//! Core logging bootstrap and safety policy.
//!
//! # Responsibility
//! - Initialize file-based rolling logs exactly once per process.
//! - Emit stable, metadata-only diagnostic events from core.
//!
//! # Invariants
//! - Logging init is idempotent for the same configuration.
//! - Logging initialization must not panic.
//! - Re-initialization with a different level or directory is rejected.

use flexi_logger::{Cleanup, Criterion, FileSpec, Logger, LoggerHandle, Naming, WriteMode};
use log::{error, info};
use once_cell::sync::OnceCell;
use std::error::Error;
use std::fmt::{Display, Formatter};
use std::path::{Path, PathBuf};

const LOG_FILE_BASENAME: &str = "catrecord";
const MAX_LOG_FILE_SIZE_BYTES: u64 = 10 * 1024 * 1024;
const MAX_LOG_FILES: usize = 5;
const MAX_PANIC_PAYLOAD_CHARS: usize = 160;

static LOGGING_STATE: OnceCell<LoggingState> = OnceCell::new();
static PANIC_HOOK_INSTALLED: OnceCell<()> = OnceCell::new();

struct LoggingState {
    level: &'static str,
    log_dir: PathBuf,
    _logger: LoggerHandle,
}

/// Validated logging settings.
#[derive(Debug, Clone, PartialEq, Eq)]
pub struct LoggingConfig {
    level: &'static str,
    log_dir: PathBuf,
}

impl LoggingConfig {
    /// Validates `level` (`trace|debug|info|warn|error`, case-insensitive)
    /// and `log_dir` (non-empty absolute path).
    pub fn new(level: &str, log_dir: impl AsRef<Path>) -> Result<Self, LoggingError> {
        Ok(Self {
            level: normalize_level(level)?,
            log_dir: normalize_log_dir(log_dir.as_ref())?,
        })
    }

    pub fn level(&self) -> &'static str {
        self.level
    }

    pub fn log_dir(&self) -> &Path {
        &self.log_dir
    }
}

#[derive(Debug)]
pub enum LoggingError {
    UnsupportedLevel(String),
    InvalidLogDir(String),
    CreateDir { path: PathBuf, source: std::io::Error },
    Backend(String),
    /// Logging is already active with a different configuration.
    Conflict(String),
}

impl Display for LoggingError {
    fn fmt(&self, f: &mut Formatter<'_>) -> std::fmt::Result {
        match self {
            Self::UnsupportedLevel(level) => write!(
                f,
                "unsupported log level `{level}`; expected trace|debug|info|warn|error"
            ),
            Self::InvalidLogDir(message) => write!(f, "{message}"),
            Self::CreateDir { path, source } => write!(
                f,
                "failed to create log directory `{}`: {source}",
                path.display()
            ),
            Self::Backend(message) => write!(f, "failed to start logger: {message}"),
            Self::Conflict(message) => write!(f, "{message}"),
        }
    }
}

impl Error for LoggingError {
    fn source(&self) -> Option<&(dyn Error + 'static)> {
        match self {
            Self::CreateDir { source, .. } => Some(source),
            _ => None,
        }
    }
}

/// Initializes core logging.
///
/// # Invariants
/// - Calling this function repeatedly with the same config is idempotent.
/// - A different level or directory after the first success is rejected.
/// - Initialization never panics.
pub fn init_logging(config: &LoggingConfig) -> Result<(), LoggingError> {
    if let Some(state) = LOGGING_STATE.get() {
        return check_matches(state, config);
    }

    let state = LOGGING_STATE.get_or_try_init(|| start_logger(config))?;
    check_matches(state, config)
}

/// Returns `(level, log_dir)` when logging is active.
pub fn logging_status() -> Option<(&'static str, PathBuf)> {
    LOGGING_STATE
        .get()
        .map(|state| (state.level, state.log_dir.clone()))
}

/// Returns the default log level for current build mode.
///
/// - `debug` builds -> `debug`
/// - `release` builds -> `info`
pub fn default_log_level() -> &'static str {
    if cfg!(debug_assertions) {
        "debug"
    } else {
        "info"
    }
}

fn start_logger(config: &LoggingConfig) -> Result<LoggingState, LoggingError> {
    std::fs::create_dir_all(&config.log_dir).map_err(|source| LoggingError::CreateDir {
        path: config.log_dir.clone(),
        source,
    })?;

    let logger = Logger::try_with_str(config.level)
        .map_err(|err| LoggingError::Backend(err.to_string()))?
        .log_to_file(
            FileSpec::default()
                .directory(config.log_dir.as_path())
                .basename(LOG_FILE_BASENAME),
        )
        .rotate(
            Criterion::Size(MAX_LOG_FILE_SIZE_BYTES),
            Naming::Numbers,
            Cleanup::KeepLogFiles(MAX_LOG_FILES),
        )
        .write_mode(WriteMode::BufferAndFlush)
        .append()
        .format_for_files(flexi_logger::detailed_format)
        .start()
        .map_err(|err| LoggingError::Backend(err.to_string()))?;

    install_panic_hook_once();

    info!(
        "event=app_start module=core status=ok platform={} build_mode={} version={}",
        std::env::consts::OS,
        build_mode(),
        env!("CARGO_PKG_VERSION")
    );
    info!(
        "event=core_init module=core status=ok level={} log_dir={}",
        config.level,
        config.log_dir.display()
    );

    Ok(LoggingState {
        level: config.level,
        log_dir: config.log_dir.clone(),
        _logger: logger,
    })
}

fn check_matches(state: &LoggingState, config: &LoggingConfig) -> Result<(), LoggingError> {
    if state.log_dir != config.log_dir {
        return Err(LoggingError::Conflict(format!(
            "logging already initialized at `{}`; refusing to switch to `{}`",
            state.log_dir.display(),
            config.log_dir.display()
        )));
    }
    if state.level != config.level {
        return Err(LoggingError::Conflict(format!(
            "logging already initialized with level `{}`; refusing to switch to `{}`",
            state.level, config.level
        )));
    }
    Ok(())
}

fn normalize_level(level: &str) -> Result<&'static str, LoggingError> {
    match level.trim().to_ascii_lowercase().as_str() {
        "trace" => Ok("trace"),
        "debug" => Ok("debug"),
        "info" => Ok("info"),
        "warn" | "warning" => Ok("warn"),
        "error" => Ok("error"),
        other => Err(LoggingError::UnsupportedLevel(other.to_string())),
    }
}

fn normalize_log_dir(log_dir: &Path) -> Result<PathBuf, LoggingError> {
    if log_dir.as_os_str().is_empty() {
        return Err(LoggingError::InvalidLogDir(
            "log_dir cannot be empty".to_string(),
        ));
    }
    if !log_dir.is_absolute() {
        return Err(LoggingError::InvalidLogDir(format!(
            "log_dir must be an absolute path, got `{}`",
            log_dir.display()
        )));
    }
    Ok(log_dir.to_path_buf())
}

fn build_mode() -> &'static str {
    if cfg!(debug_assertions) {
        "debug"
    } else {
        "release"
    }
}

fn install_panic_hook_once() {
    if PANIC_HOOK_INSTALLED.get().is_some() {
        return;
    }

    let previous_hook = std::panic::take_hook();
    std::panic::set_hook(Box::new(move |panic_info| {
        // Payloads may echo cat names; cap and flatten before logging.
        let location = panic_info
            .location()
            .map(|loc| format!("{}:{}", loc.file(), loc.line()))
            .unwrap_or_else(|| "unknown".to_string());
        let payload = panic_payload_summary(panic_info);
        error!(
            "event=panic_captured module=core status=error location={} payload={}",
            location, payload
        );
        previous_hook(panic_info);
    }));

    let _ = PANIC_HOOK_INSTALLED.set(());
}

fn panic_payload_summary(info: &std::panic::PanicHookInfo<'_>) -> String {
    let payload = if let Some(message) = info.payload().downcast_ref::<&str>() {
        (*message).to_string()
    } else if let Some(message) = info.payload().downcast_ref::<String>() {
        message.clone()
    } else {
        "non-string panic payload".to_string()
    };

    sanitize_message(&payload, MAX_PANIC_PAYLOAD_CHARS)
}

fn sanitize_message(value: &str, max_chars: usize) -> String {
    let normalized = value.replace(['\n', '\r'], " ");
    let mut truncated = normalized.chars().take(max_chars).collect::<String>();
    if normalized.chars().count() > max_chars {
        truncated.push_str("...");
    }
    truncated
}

-=-=-

### Work order
Transcription of the listing must be exact and complete.

### Exercise output
//! Core logging bootstrap and safety policy.
//!
//! # Responsibility
//! - Initialize file-based rolling logs exactly once per process.
//! - Emit stable, metadata-only diagnostic events from core.
//!
//! # Invariants
//! - Logging init is idempotent for the same configuration.
//! - Logging initialization must not panic.
//! - Re-initialization with a different level or directory is rejected.

use flexi_logger::{Cleanup, Criterion, FileSpec, Logger, LoggerHandle, Naming, WriteMode};
use log::{error, info};
use once_cell::sync::OnceCell;
use std::error::Error;
use std::fmt::{Display, Formatter};
use std::path::{Path, PathBuf};

const LOG_FILE_BASENAME: &str = "catrecord";
const MAX_LOG_FILE_SIZE_BYTES: u64 = 10 * 1024 * 1024;
const MAX_LOG_FILES: usize = 5;
const MAX_PANIC_PAYLOAD_CHARS: usize = 160;

static LOGGING_STATE: OnceCell<LoggingState> = OnceCell::new();
static PANIC_HOOK_INSTALLED: OnceCell<()> = OnceCell::new();

struct LoggingState {
    level: &'static str,
    log_dir: PathBuf,
    _logger: LoggerHandle,
}

/// Validated logging settings.
#[derive(Debug, Clone, PartialEq, Eq)]
pub struct LoggingConfig {
    level: &'static str,
    log_dir: PathBuf,
}

impl LoggingConfig {
    /// Validates `level` (`trace|debug|info|warn|error`, case-insensitive)
    /// and `log_dir` (non-empty absolute path).
    pub fn new(level: &str, log_dir: impl AsRef<Path>) -> Result<Self, LoggingError> {
        Ok(Self {
            level: normalize_level(level)?,
            log_dir: normalize_log_dir(log_dir.as_ref())?,
        })
    }

    pub fn level(&self) -> &'static str {
        self.level
    }

    pub fn log_dir(&self) -> &Path {
        &self.log_dir
    }
}

#[derive(Debug)]
pub enum LoggingError {
    UnsupportedLevel(String),
    InvalidLogDir(String),
    CreateDir { path: PathBuf, source: std::io::Error },
    Backend(String),
    /// Logging is already active with a different configuration.
    Conflict(String),
}

impl Display for LoggingError {
    fn fmt(&self, f: &mut Formatter<'_>) -> std::fmt::Result {
        match self {
            Self::UnsupportedLevel(level) => write!(
                f,
                "unsupported log level `{level}`; expected trace|debug|info|warn|error"
            ),
            Self::InvalidLogDir(message) => write!(f, "{message}"),
            Self::CreateDir { path, source } => write!(
                f,
                "failed to create log directory `{}`: {source}",
                path.display()
            ),
            Self::Backend(message) => write!(f, "failed to start logger: {message}"),
            Self::Conflict(message) => write!(f, "{message}"),
        }
    }
}

impl Error for LoggingError {
    fn source(&self) -> Option<&(dyn Error + 'static)> {
        match self {
            Self::CreateDir { source, .. } => Some(source),
            _ => None,
        }
    }
}

/// Initializes core logging.
///
/// # Invariants
/// - Calling this function repeatedly with the same config is idempotent.
/// - A different level or directory after the first success is rejected.
/// - Initialization never panics.
pub fn init_logging(config: &LoggingConfig) -> Result<(), LoggingError> {
    if let Some(state) = LOGGING_STATE.get() {
        return check_matches(state, config);
    }

    let state = LOGGING_STATE.get_or_try_init(|| start_logger(config))?;
    check_matches(state, config)
}

/// Returns `(level, log_dir)` when logging is active.
pub fn logging_status() -> Option<(&'static str, PathBuf)> {
    LOGGING_STATE
        .get()
        .map(|state| (state.level, state.log_dir.clone()))
}

/// Returns the default log level for current build mode.
///
/// - `debug` builds -> `debug`
/// - `release` builds -> `info`
pub fn default_log_level() -> &'static str {
    if cfg!(debug_assertions) {
        "debug"
    } else {
        "info"
    }
}

fn start_logger(config: &LoggingConfig) -> Result<LoggingState, LoggingError> {
    std::fs::create_dir_all(&config.log_dir).map_err(|source| LoggingError::CreateDir {
        path: config.log_dir.clone(),
        source,
    })?;

    let logger = Logger::try_with_str(config.level)
        .map_err(|err| LoggingError::Backend(err.to_string()))?
        .log_to_file(
            FileSpec::default()
                .directory(config.log_dir.as_path())
                .basename(LOG_FILE_BASENAME),
        )
        .rotate(
            Criterion::Size(MAX_LOG_FILE_SIZE_BYTES),
            Naming::Numbers,
            Cleanup::KeepLogFiles(MAX_LOG_FILES),
        )
        .write_mode(WriteMode::BufferAndFlush)
        .append()
        .format_for_files(flexi_logger::detailed_format)
        .start()
        .map_err(|err| LoggingError::Backend(err.to_string()))?;

    install_panic_hook_once();

    info!(
        "event=app_start module=core status=ok platform={} build_mode={} version={}",
        std::env::consts::OS,
        build_mode(),
        env!("CARGO_PKG_VERSION")
    );
    info!(
        "event=core_init module=core status=ok level={} log_dir={}",
        config.level,
        config.log_dir.display()
    );

    Ok(LoggingState {
        level: config.level,
        log_dir: config.log_dir.clone(),
        _logger: logger,
    })
}

fn check_matches(state: &LoggingState, config: &LoggingConfig) -> Result<(), LoggingError> {
    if state.log_dir != config.log_dir {
        return Err(LoggingError::Conflict(format!(
            "logging already initialized at `{}`; refusing to switch to `{}`",
            state.log_dir.display(),
            config.log_dir.display()
        )));
    }
    if state.level != config.level {
        return Err(LoggingError::Conflict(format!(
            "logging already initialized with level `{}`; refusing to switch to `{}`",
            state.level, config.level
        )));
    }
    Ok(())
}

fn normalize_level(level: &str) -> Result<&'static str, LoggingError> {
    match level.trim().to_ascii_lowercase().as_str() {
        "trace" => Ok("trace"),
        "debug" => Ok("debug"),
        "info" => Ok("info"),
        "warn" | "warning" => Ok("warn"),
        "error" => Ok("error"),
        other => Err(LoggingError::UnsupportedLevel(other.to_string())),
    }
}

fn normalize_log_dir(log_dir: &Path) -> Result<PathBuf, LoggingError> {
    if log_dir.as_os_str().is_empty() {
        return Err(LoggingError::InvalidLogDir(
            "log_dir cannot be empty".to_string(),
        ));
    }
    if !log_dir.is_absolute() {
        return Err(LoggingError::InvalidLogDir(format!(
            "log_dir must be an absolute path, got `{}`",
            log_dir.display()
        )));
    }
    Ok(log_dir.to_path_buf())
}

fn build_mode() -> &'static str {
    if cfg!(debug_assertions) {
        "debug"
    } else {
        "release"
    }
}

fn install_panic_hook_once() {
    if PANIC_HOOK_INSTALLED.get().is_some() {
        return;
    }

    let previous_hook = std::panic::take_hook();
    std::panic::set_hook(Box::new(move |panic_info| {
        // Payloads may echo cat names; cap and flatten before logging.
        let location = panic_info
            .location()
            .map(|loc| format!("{}:{}", loc.file(), loc.line()))
            .unwrap_or_else(|| "unknown".to_string());
        let payload = panic_payload_summary(panic_info);
        error!(
            "event=panic_captured module=core status=error location={} payload={}",
            location, payload
        );
        previous_hook(panic_info);
    }));

    let _ = PANIC_HOOK_INSTALLED.set(());
}

fn panic_payload_summary(info: &std::panic::PanicHookInfo<'_>) -> String {
    let payload = if let Some(message) = info.payload().downcast_ref::<&str>() {
        (*message).to_string()
    } else if let Some(message) = info.payload().downcast_ref::<String>() {
        message.clone()
    } else {
        "non-string panic payload".to_string()
    };

    sanitize_message(&payload, MAX_PANIC_PAYLOAD_CHARS)
}

fn sanitize_message(value: &str, max_chars: usize) -> String {
    let normalized = value.replace(['\n', '\r'], " ");
    let mut truncated = normalized.chars().take(max_chars).collect::<String>();
    if normalized.chars().count() > max_chars {
        truncated.push_str("...");
    }
    truncated
}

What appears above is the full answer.